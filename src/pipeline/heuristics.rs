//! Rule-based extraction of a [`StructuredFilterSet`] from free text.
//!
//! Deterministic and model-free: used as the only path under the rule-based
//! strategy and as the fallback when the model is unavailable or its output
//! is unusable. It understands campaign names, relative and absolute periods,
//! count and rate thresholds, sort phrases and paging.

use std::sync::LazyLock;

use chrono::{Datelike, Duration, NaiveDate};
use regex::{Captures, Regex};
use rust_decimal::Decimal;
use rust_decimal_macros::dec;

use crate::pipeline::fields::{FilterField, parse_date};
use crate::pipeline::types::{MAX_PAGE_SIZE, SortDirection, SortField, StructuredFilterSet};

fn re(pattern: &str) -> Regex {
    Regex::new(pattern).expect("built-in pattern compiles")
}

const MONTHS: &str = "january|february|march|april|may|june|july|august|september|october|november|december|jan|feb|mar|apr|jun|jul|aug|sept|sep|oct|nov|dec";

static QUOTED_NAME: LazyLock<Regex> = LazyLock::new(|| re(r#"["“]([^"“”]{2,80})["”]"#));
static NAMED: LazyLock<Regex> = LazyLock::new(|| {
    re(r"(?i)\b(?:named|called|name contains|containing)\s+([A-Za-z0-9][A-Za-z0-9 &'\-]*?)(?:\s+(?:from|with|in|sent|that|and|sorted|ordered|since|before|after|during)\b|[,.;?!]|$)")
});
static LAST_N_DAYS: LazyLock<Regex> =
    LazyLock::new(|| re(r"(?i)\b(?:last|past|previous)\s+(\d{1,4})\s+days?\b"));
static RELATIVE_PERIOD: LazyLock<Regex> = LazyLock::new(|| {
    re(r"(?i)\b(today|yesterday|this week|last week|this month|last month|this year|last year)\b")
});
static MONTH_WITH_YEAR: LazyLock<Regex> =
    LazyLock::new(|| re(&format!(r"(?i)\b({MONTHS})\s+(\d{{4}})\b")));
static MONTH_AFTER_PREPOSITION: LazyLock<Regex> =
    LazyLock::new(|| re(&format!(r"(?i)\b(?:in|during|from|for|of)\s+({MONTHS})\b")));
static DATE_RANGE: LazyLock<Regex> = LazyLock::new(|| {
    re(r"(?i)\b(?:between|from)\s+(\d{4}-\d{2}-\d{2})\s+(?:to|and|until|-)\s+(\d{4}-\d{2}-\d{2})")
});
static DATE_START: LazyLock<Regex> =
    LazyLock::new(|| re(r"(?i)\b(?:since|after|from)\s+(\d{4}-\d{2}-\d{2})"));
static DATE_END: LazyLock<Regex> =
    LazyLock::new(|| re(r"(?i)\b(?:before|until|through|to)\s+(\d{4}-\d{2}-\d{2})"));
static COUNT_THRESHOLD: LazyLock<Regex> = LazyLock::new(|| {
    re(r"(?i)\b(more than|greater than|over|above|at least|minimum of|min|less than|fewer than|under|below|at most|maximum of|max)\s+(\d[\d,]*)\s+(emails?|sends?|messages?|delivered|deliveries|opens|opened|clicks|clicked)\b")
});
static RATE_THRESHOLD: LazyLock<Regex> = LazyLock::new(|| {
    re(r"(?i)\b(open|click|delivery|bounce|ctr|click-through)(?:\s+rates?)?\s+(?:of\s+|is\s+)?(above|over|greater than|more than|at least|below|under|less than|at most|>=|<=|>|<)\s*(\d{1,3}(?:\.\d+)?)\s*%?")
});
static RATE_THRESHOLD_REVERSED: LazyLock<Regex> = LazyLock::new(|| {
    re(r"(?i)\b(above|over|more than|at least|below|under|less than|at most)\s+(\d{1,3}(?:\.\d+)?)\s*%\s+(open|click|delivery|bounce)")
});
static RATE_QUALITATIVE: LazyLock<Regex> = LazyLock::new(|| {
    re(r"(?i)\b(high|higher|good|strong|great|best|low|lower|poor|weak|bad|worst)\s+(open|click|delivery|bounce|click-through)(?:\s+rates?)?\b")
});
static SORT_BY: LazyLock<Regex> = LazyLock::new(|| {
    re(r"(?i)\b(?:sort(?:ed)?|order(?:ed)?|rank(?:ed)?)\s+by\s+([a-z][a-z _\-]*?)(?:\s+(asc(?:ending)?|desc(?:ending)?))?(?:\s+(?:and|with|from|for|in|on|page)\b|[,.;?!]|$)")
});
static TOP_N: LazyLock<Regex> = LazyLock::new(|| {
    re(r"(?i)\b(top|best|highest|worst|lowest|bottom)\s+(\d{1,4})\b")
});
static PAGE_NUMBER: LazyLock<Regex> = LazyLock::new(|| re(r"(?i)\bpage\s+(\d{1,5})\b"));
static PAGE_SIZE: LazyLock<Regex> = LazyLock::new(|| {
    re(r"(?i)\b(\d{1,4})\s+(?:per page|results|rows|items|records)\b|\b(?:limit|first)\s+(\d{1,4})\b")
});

******************************

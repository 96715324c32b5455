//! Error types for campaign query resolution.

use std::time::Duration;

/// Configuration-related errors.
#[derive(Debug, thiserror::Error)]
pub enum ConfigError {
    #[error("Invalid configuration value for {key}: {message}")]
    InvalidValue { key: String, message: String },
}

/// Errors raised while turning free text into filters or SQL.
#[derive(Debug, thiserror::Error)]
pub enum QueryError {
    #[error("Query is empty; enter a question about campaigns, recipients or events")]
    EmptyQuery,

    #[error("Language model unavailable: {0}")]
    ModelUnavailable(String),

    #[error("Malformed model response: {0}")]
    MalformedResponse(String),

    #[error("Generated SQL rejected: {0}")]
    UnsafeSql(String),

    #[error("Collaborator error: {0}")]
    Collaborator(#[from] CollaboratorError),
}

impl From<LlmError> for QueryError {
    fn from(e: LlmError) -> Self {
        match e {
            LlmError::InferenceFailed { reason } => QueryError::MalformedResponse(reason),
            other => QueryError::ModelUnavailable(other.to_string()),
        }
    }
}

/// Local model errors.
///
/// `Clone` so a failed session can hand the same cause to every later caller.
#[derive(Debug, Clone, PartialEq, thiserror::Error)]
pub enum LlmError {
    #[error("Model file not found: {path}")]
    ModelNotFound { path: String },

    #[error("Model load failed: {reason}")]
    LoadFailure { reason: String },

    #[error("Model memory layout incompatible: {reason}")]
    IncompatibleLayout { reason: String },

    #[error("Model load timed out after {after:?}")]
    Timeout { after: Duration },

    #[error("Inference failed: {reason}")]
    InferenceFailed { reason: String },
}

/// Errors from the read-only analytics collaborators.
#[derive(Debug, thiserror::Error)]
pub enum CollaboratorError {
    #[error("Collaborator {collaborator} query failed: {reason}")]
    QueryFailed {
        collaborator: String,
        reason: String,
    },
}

******************************

BRIEF:
The answer must be every line of the listing that holds the word "until".

RESULT:
    re(r"(?i)\b(?:between|from)\s+(\d{4}-\d{2}-\d{2})\s+(?:to|and|until|-)\s+(\d{4}-\d{2}-\d{2})")
    LazyLock::new(|| re(r"(?i)\b(?:before|until|through|to)\s+(\d{4}-\d{2}-\d{2})"));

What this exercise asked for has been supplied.